On a tenté cette traversée de Madère fin avril, début mai 2024, une période parfaite sur le papier : des températures douces et une météo qui sait rester joueuse. Le matin, grand ciel bleu, et l’après-midi, douche gratuite offerte par les nuages. Autant dire que sans vêtements imperméables, tu finis trempé, sourire compris (ou pas).
Et même si le terrain est plutôt doux comparé à certains GR bien costauds, ce sont surtout les conditions météo qui dictent si ta randonnée sera une balade de santé ou un Koh-Lanta version détrempée. La pluie quasi quotidienne a bien pimenté notre périple : vêtements trempés H24, écran de téléphone inutilisable pour se repérer sur les cartes, nuits humides, et zéro douche pendant plusieurs jours.
En revanche, comme ce n’est pas un GR répertorié, nous avons été les seuls à faire cette traversée au moment où nous y étions.
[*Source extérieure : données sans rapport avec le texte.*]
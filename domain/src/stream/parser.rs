//! Per-turn stream parser
//!
//! Consumes generated fragments of arbitrary size and turns them into
//! [`ParseEvent`]s. The state is an explicit value owned by the caller: a
//! fresh [`StreamParser`] is created for every generation turn.
//!
//! | State | On a piece of text | Next |
//! |-------|--------------------|------|
//! | `AwaitingFirstFragment` | starts with `!` | `BufferingDirective` |
//! | `AwaitingFirstFragment` | anything else | `PassThrough` (emit text) |
//! | `PassThrough` | ends with `\n` | `AwaitingFirstFragment` |
//! | `BufferingDirective` | ends with `\n` | `AwaitingFirstFragment` (emit directive) |
//! | any | [`finish`](StreamParser::finish) | `Done` |
//!
//! Fragments are cut at line terminators before they are examined, so a
//! fragment carrying the end of one line and the start of the next is
//! handled as two pieces. A directive is only recognised when the marker is
//! the first character of a line.

use crate::tool::{DIRECTIVE_MARKER, Directive, DispatchError};

use super::think::{ThinkFilter, ThinkSplit};

#[derive(Debug, Clone, Copy, PartialEq, Eq)]
pub enum ParseState {
    AwaitingFirstFragment,
    PassThrough,
    BufferingDirective,
    Done,
}

/// Output of the parser, in stream order.
#[derive(Debug, Clone, PartialEq, Eq)]
pub enum ParseEvent {
    /// Visible reply text.
    Text(String),
    /// Thought text; an empty string marks the end of the thought section.
    Thought(String),
    /// A complete directive, ready to dispatch.
    Directive(Directive),
    /// A directive line that could not be tokenized.
    Malformed(DispatchError),
}

#[derive(Debug, Clone)]
pub struct StreamParser {
    state: ParseState,
    pending: String,
    think: Option<ThinkFilter>,
}

impl Default for StreamParser {
    fn default() -> Self {
        Self::new()
    }
}

impl StreamParser {
    pub fn new() -> Self {
        Self {
            state: ParseState::AwaitingFirstFragment,
            pending: String::new(),
            think: None,
        }
    }

    /// Parser for a turn generated in think mode.
    pub fn with_think() -> Self {
        Self {
            think: Some(ThinkFilter::new()),
            ..Self::new()
        }
    }

    pub fn state(&self) -> ParseState {
        self.state
    }

    pub fn feed(&mut self, fragment: &str) -> Vec<ParseEvent> {
        let mut events = Vec::new();
        if self.state == ParseState::Done {
            return events;
        }

        let answer = match self.think.as_mut() {
            Some(filter) => {
                let step = filter.feed(fragment);
                if !step.thought.is_empty() {
                    events.push(ParseEvent::Thought(step.thought));
                }
                if step.closed {
                    events.push(ParseEvent::Thought(String::new()));
                }
                step.answer
            }
            None => fragment.to_string(),
        };

        for piece in answer.split_inclusive('\n') {
            self.feed_piece(piece, &mut events);
        }
        events
    }

    /// End the turn. A directive still being buffered is dispatched as if
    /// its line had been terminated.
    pub fn finish(&mut self) -> Vec<ParseEvent> {
        let mut events = Vec::new();
        if self.state == ParseState::Done {
            return events;
        }
        if let Some(filter) = self.think.as_mut() {
            let held = filter.flush();
            if !held.is_empty() {
                events.push(ParseEvent::Thought(held));
            }
        }
        if self.state == ParseState::BufferingDirective {
            self.complete_directive(&mut events);
        }
        self.state = ParseState::Done;
        events
    }

    /// Thought/answer split of the turn so far; `None` outside think mode.
    pub fn think_split(&self) -> Option<ThinkSplit> {
        self.think.as_ref().map(ThinkFilter::split)
    }

    fn feed_piece(&mut self, piece: &str, events: &mut Vec<ParseEvent>) {
        let ends_line = piece.ends_with('\n');
        match self.state {
            ParseState::AwaitingFirstFragment => {
                if let Some(rest) = piece.strip_prefix(DIRECTIVE_MARKER) {
                    self.state = ParseState::BufferingDirective;
                    self.pending.push_str(rest);
                    if ends_line {
                        self.complete_directive(events);
                    }
                } else if !piece.is_empty() {
                    events.push(ParseEvent::Text(piece.to_string()));
                    self.state = if ends_line {
                        ParseState::AwaitingFirstFragment
                    } else {
                        ParseState::PassThrough
                    };
                }
            }
            ParseState::PassThrough => {
                events.push(ParseEvent::Text(piece.to_string()));
                if ends_line {
                    self.state = ParseState::AwaitingFirstFragment;
                }
            }
            ParseState::BufferingDirective => {
                self.pending.push_str(piece);
                if ends_line {
                    self.complete_directive(events);
                }
            }
            ParseState::Done => {}
        }
    }

    fn complete_directive(&mut self, events: &mut Vec<ParseEvent>) {
        let text = std::mem::take(&mut self.pending);
        self.state = ParseState::AwaitingFirstFragment;
        events.push(match Directive::parse(&text) {
            Ok(directive) => ParseEvent::Directive(directive),
            Err(e) => ParseEvent::Malformed(e),
        });
    }
}
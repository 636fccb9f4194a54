//! Tool dispatcher port
//!
//! Defines how the session routes a parsed directive to a tool.

use async_trait::async_trait;
use chatbot_domain::tool::{Directive, DispatchError, DispatchOutcome, InputSource};

/// Text used in place of tool documentation when no tool is registered.
pub const NO_TOOLS_TEXT: &str = "No external tools are available.\n";

/// Port for directive dispatch
///
/// Implementations (adapters) live in the infrastructure layer. Dispatch
/// runs inline while the model's reply is still streaming; `input` answers
/// a tool's read-input requests by asking the model for more text.
#[async_trait]
pub trait ToolDispatcher: Send + Sync {
    /// Route `directive` to its tool and run it.
    async fn dispatch(
        &self,
        directive: &Directive,
        input: &mut dyn InputSource,
    ) -> Result<DispatchOutcome, DispatchError>;

    /// Documentation of every available tool, for the system prompt.
    fn describe(&self) -> String;
}

/// Dispatcher with no tools: every directive is `NotFound`.
pub struct NoTools;

#[async_trait]
impl ToolDispatcher for NoTools {
    async fn dispatch(
        &self,
        directive: &Directive,
        _input: &mut dyn InputSource,
    ) -> Result<DispatchOutcome, DispatchError> {
        Err(DispatchError::NotFound {
            command: directive.command().to_string(),
        })
    }

    fn describe(&self) -> String {
        NO_TOOLS_TEXT.to_string()
    }
}
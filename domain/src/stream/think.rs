//! Think-mode filter
//!
//! Backends with a think mode open their reply with free-form reasoning and
//! close it with [`THINK_DELIMITER`]. The filter watches the fragment stream
//! for the first complete delimiter, which may be split across any number of
//! fragments, and splits the turn into thought and answer.
//!
//! ```text
//! Thinking ──(delimiter)──▶ Trimming ──(non-blank text)──▶ Answering
//! ```
//!
//! While thinking, the longest tail of the buffered text that could still
//! grow into the delimiter is held back; everything before it is released
//! as thought.

/// Marker that closes the thought section of a reply.
pub const THINK_DELIMITER: &str = "</think>";

const THINK_OPENER: &str = "<think>";

#[derive(Debug, Clone, Copy, PartialEq, Eq)]
pub enum ThinkPhase {
    /// Delimiter not yet seen.
    Thinking,
    /// Delimiter seen; dropping whitespace that follows it.
    Trimming,
    /// Everything from here on is answer text.
    Answering,
}

/// What one fragment contributed to each side of the split.
#[derive(Debug, Clone, Default, PartialEq, Eq)]
pub struct ThinkStep {
    /// Thought text released by this fragment.
    pub thought: String,
    /// True if this fragment completed the delimiter.
    pub closed: bool,
    /// Answer text released by this fragment.
    pub answer: String,
}

/// Thought/answer split of a finished turn.
#[derive(Debug, Clone, Default, PartialEq, Eq)]
pub struct ThinkSplit {
    pub thought: String,
    pub answer: String,
    /// False when the delimiter never appeared; the whole reply is thought.
    pub closed: bool,
}

#[derive(Debug, Clone)]
pub struct ThinkFilter {
    phase: ThinkPhase,
    held: String,
    thought: String,
    answer: String,
}

impl Default for ThinkFilter {
    fn default() -> Self {
        Self::new()
    }
}

impl ThinkFilter {
    pub fn new() -> Self {
        Self {
            phase: ThinkPhase::Thinking,
            held: String::new(),
            thought: String::new(),
            answer: String::new(),
        }
    }

    pub fn phase(&self) -> ThinkPhase {
        self.phase
    }

    pub fn feed(&mut self, fragment: &str) -> ThinkStep {
        let mut step = ThinkStep::default();
        match self.phase {
            ThinkPhase::Thinking => {
                let mut buffer = std::mem::take(&mut self.held);
                buffer.push_str(fragment);
                if let Some(at) = buffer.find(THINK_DELIMITER) {
                    step.thought = buffer[..at].to_string();
                    step.closed = true;
                    self.phase = ThinkPhase::Trimming;
                    step.answer = self.trim(&buffer[at + THINK_DELIMITER.len()..]);
                } else {
                    let keep = partial_delimiter_len(&buffer);
                    let split = buffer.len() - keep;
                    self.held = buffer[split..].to_string();
                    buffer.truncate(split);
                    step.thought = buffer;
                }
            }
            ThinkPhase::Trimming => step.answer = self.trim(fragment),
            ThinkPhase::Answering => step.answer = fragment.to_string(),
        }
        self.thought.push_str(&step.thought);
        self.answer.push_str(&step.answer);
        step
    }

    /// Release held-back text at end of turn.
    pub fn flush(&mut self) -> String {
        let held = std::mem::take(&mut self.held);
        self.thought.push_str(&held);
        held
    }

    pub fn split(&self) -> ThinkSplit {
        let thought = self.thought.trim_start();
        let thought = thought.strip_prefix(THINK_OPENER).unwrap_or(thought);
        ThinkSplit {
            thought: thought.trim().to_string(),
            answer: self.answer.clone(),
            closed: self.phase != ThinkPhase::Thinking,
        }
    }

    fn trim(&mut self, text: &str) -> String {
        let rest = text.trim_start();
        if !rest.is_empty() {
            self.phase = ThinkPhase::Answering;
        }
        rest.to_string()
    }
}

/// Length of the longest suffix of `text` that is a proper prefix of the
/// delimiter.
fn partial_delimiter_len(text: &str) -> usize {
    (1..THINK_DELIMITER.len())
        .rev()
        .find(|&k| text.ends_with(&THINK_DELIMITER[..k]))
        .unwrap_or(0)
}
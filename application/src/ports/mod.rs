//! Port definitions (interfaces for external adapters)
//!
//! Ports define the contracts that infrastructure and presentation adapters
//! must implement.

pub mod approval;
pub mod conversation_logger;
pub mod session_presenter;
pub mod tool_dispatcher;
pub mod transcript;
pub mod user_input;
//! Command-line interface

pub mod commands;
Bien-sûr, nous croisions du monde sur les spots très connus comme São Lourenço, Pico do Arieiro ou Pico Ruivo, mais le reste a été très calme et ressourçant.
Et si on parle paysage, Madère est un cadre incroyable : falaises spectaculaires, forêts de contes, crêtes acérées, plaines verdoyantes… chaque jour avait son lot de cartes postales. Les sentiers sont loin d’être techniques, mais par contre, les escaliers eux, se comptent par milliers.
Petit conseil d’ami : démarre tes journées tôt, c’est le seul moyen d’admirer la vue avant que les nuages ne tirent le rideau.
Bref, un trek unique, entre copains, paysages incroyables et météo capricieuse — une aventure qu’on n’est pas près d’oublier !
Trucs & Astuces :
Nourriture : Prévoyez des réserves pour 5 jours, mais notez qu’il est possible de se ravitailler à Pico do Arieiro, Pico Ruivo, Boca da Encumeada, Seixal et Porto Moniz si vous passez spécifiquement par ces villes.
Réservations : Le camping sauvage est interdit. Réservez vos aires de bivouac ici.
Points d’eau : La plupart des campings disposent d’eau potable. Vérifiez les disponibilités lors de votre réservation.
Météo : Le climat est très changeant, similaire à celui de La Réunion. Préparez-vous à la pluie, surtout en altitude.
Équipement : Si vous voulez manger chaud, un réchaud est indispensable. Certains campings disposent de barbecues en pierre, mais il est préférable d’avoir votre propre matériel.